Data provided section start
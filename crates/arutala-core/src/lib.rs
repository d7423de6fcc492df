//! Arutala Core
//!
//! Types shared by the inference service and the training loop.
//!
//! This crate provides:
//! - The workspace error type and result alias
//! - The closed per-request prediction failure taxonomy
//! - Prediction value types

pub mod error;
pub mod types;

pub use error::{Error, PredictError, Result};
pub use types::{BatchPrediction, Prediction};

/// Prelude module for convenient imports
pub mod prelude {
    pub use crate::error::{Error, PredictError, Result};
    pub use crate::types::{BatchPrediction, Prediction};
}
//! Epoch loop: train, validate, schedule, checkpoint

use crate::config::TrainConfig;
use crate::dataset::{DataLoader, ImageFolder, LoaderMode};
use crate::optim::{GroupedAdamW, ParamGroups};
use crate::scaler::GradScaler;
use crate::schedule::CosineAnnealingLr;
use arutala_core::{Error, Result};
use arutala_vision::{is_under_prefix, ModelProvider, TrainableModel};
use candle_core::{DType, Tensor, Var, D};
use candle_nn::{Module, VarMap};
use rand::rngs::StdRng;
use rand::{Rng, SeedableRng};
use serde::{Deserialize, Serialize};
use std::fs;
use std::path::{Path, PathBuf};
use std::time::Instant;
use tracing::{debug, info, warn};

/// Per-epoch metrics, one entry per completed epoch in every sequence
#[derive(Debug, Clone, Default, PartialEq, Serialize, Deserialize)]
pub struct TrainingResult {
    pub train_loss: Vec<f32>,
    pub val_loss: Vec<f32>,
    pub val_accuracy: Vec<f32>,
    /// Learning rate in effect during each epoch
    pub learning_rate: Vec<f64>,
}

impl TrainingResult {
    pub fn epochs(&self) -> usize {
        self.train_loss.len()
    }

    pub fn write_json(&self, path: impl AsRef<Path>) -> Result<()> {
        let json = serde_json::to_string_pretty(self)?;
        fs::write(path, json)?;
        Ok(())
    }
}

/// Settings the epoch loop needs, independent of where the model came from
#[derive(Debug, Clone)]
pub struct TrainerOptions {
    pub epochs: usize,
    pub learning_rate: f64,
    pub weight_decay: f64,
    pub use_amp: bool,
    pub model_save_dir: PathBuf,
    /// Only parameters under this prefix are optimized
    pub trainable_prefix: Option<String>,
}

impl TrainerOptions {
    pub fn from_config(config: &TrainConfig, head_prefix: &str) -> Self {
        Self {
            epochs: config.epochs,
            learning_rate: config.learning_rate,
            weight_decay: config.weight_decay,
            use_amp: config.use_amp,
            model_save_dir: config.model_save_dir.clone(),
            trainable_prefix: config.freeze_backbone.then(|| head_prefix.to_string()),
        }
    }
}

/// Drives a model whose parameters live in `varmap` through a fixed number of epochs
pub struct Trainer<M: Module> {
    model: M,
    varmap: VarMap,
    trainable: Vec<Var>,
    optimizer: GroupedAdamW,
    scheduler: CosineAnnealingLr,
    scaler: GradScaler,
    epochs: usize,
    model_save_dir: PathBuf,
}

impl<M: Module> Trainer<M> {
    pub fn new(model: M, varmap: VarMap, options: TrainerOptions) -> Result<Self> {
        let groups = match &options.trainable_prefix {
            Some(prefix) => ParamGroups::partition(&varmap, |name| is_under_prefix(name, prefix))?,
            None => ParamGroups::partition(&varmap, |_| true)?,
        };
        if groups.is_empty() {
            return Err(Error::config("No trainable parameters"));
        }

        info!(
            decay = groups.decay.len(),
            no_decay = groups.no_decay.len(),
            parameters = groups.parameter_count(),
            "Parameter groups built"
        );

        let optimizer = GroupedAdamW::new(&groups, options.learning_rate, options.weight_decay)?;
        let scaler = if options.use_amp {
            GradScaler::default()
        } else {
            GradScaler::disabled()
        };

        Ok(Self {
            model,
            varmap,
            trainable: groups.vars(),
            optimizer,
            scheduler: CosineAnnealingLr::new(options.learning_rate, options.epochs),
            scaler,
            epochs: options.epochs,
            model_save_dir: options.model_save_dir,
        })
    }

    pub fn model(&self) -> &M {
        &self.model
    }

    pub fn varmap(&self) -> &VarMap {
        &self.varmap
    }

    pub fn scaler(&self) -> &GradScaler {
        &self.scaler
    }

    pub fn learning_rate(&self) -> f64 {
        self.optimizer.learning_rate()
    }

    /// Run every epoch, saving a checkpoint after each
    pub fn fit<R: Rng>(
        &mut self,
        train: &DataLoader<'_>,
        val: &DataLoader<'_>,
        rng: &mut R,
    ) -> Result<TrainingResult> {
        fs::create_dir_all(&self.model_save_dir)?;
        let mut result = TrainingResult::default();

        for epoch in 0..self.epochs {
            let lr = self.optimizer.learning_rate();
            info!("Epoch: {} | lr: {:.3e}", epoch + 1, lr);
            result.learning_rate.push(lr);

            let start = Instant::now();
            let train_loss = self.train_step(train, rng)?;
            result.train_loss.push(train_loss);

            let (val_loss, val_accuracy) = self.val_step(val, rng)?;
            result.val_loss.push(val_loss);
            result.val_accuracy.push(val_accuracy);

            let next_lr = self.scheduler.step();
            self.optimizer.set_learning_rate(next_lr);

            let checkpoint = self.save_checkpoint(epoch)?;
            info!(
                train_loss,
                val_loss,
                val_accuracy,
                elapsed_ms = start.elapsed().as_millis() as u64,
                checkpoint = %checkpoint.display(),
                "Epoch {} complete",
                epoch + 1
            );
        }

        Ok(result)
    }

    /// One pass over the training data; returns the mean batch loss
    pub fn train_step<R: Rng>(&mut self, loader: &DataLoader<'_>, rng: &mut R) -> Result<f32> {
        let batches = loader.batch_indices(rng);
        let total_batches = batches.len();
        let mut total_loss = 0.0f32;

        for (i, indices) in batches.iter().enumerate() {
            let batch = loader.load_batch(indices, rng)?;
            let logits = self.model.forward(&batch.images)?;
            let loss = candle_nn::loss::cross_entropy(&logits, &batch.labels)?;

            let mut grads = self.scaler.scale_loss(&loss)?.backward()?;
            let found_inf = self.scaler.unscale(&mut grads, &self.trainable)?;
            if found_inf {
                warn!(
                    batch = i + 1,
                    scale = self.scaler.scale(),
                    "Skipping step with non-finite gradients"
                );
            } else {
                self.optimizer.step(&grads)?;
            }
            self.scaler.update(found_inf);

            total_loss += scalar(&loss)?;
            debug!(
                "Training {}/{} | loss: {:.4}",
                i + 1,
                total_batches,
                total_loss / (i + 1) as f32
            );
        }

        Ok(total_loss / total_batches.max(1) as f32)
    }

    /// One pass over the validation data without updates; returns mean loss and accuracy
    pub fn val_step<R: Rng>(&self, loader: &DataLoader<'_>, rng: &mut R) -> Result<(f32, f32)> {
        let batches = loader.batch_indices(rng);
        let total_batches = batches.len();
        let mut total_loss = 0.0f32;
        let mut total_acc = 0.0f32;

        for (i, indices) in batches.iter().enumerate() {
            let batch = loader.load_batch(indices, rng)?;
            let logits = self.model.forward(&batch.images)?;
            let loss = candle_nn::loss::cross_entropy(&logits, &batch.labels)?;

            let predicted = logits.argmax(D::Minus1)?;
            let accuracy = predicted.eq(&batch.labels)?.to_dtype(DType::F32)?.mean_all()?;

            total_loss += scalar(&loss)?;
            total_acc += scalar(&accuracy)?;
            debug!(
                "Validation {}/{} | loss: {:.4} | acc: {:.4}",
                i + 1,
                total_batches,
                total_loss / (i + 1) as f32,
                total_acc / (i + 1) as f32
            );
        }

        let n = total_batches.max(1) as f32;
        Ok((total_loss / n, total_acc / n))
    }

    /// Write every parameter to `model-{epoch}.safetensors`
    pub fn save_checkpoint(&self, epoch: usize) -> Result<PathBuf> {
        let path = self.model_save_dir.join(format!("model-{}.safetensors", epoch));
        self.varmap
            .save(&path)
            .map_err(|e| Error::checkpoint(format!("Failed to write {}: {}", path.display(), e)))?;
        debug!(path = %path.display(), "Checkpoint saved");
        Ok(path)
    }
}

impl Trainer<TrainableModel> {
    /// Train a hub model, freezing everything outside its head when configured
    pub fn from_trainable(model: TrainableModel, config: &TrainConfig) -> Result<Self> {
        let varmap = model.varmap().clone();
        let options = TrainerOptions::from_config(config, model.head_prefix());
        Self::new(model, varmap, options)
    }
}

fn scalar(t: &Tensor) -> Result<f32> {
    Ok(t.to_dtype(DType::F32)?.to_scalar::<f32>()?)
}

/// Full run: datasets, model, epoch loop
pub fn run(config: &TrainConfig) -> Result<TrainingResult> {
    config.validate()?;

    let train_data = ImageFolder::open(&config.train_dir)?;
    let val_data = ImageFolder::open_with_classes(&config.val_dir, train_data.classes())?;
    info!(
        classes = train_data.classes().len(),
        train = train_data.len(),
        val = val_data.len(),
        "Datasets loaded"
    );

    let mut provider = ModelProvider::new();
    if let Some(dir) = &config.cache_dir {
        provider = provider.with_cache_dir(dir.clone());
    }
    let model =
        provider.load_trainable(&config.model_path, train_data.classes().len(), config.device)?;
    info!(parameters = model.parameter_count(), "Model ready");

    let transform = model.transform().clone();
    let device = model.device().clone();
    let train_loader = DataLoader::new(
        &train_data,
        &transform,
        config.batch_size,
        LoaderMode::Train,
        &device,
    );
    let val_loader =
        DataLoader::new(&val_data, &transform, config.batch_size, LoaderMode::Eval, &device);

    let mut rng = match config.seed {
        Some(seed) => StdRng::seed_from_u64(seed),
        None => StdRng::from_entropy(),
    };

    let mut trainer = Trainer::from_trainable(model, config)?;
    trainer.fit(&train_loader, &val_loader, &mut rng)
}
Data provided section end
> _Task objective_:
Could you output, exactly and with nothing else, the lines from the start of the records through the line containing "pub mod types;"?

> _Answer to the problem_:
filename crates/arutala-core/src/lib.rs
repository d7423de6fcc492df
//! Arutala Core
//!
//! Types shared by the inference service and the training loop.
//!
//! This crate provides:
//! - The workspace error type and result alias
//! - The closed per-request prediction failure taxonomy
//! - Prediction value types

pub mod error;
pub mod types;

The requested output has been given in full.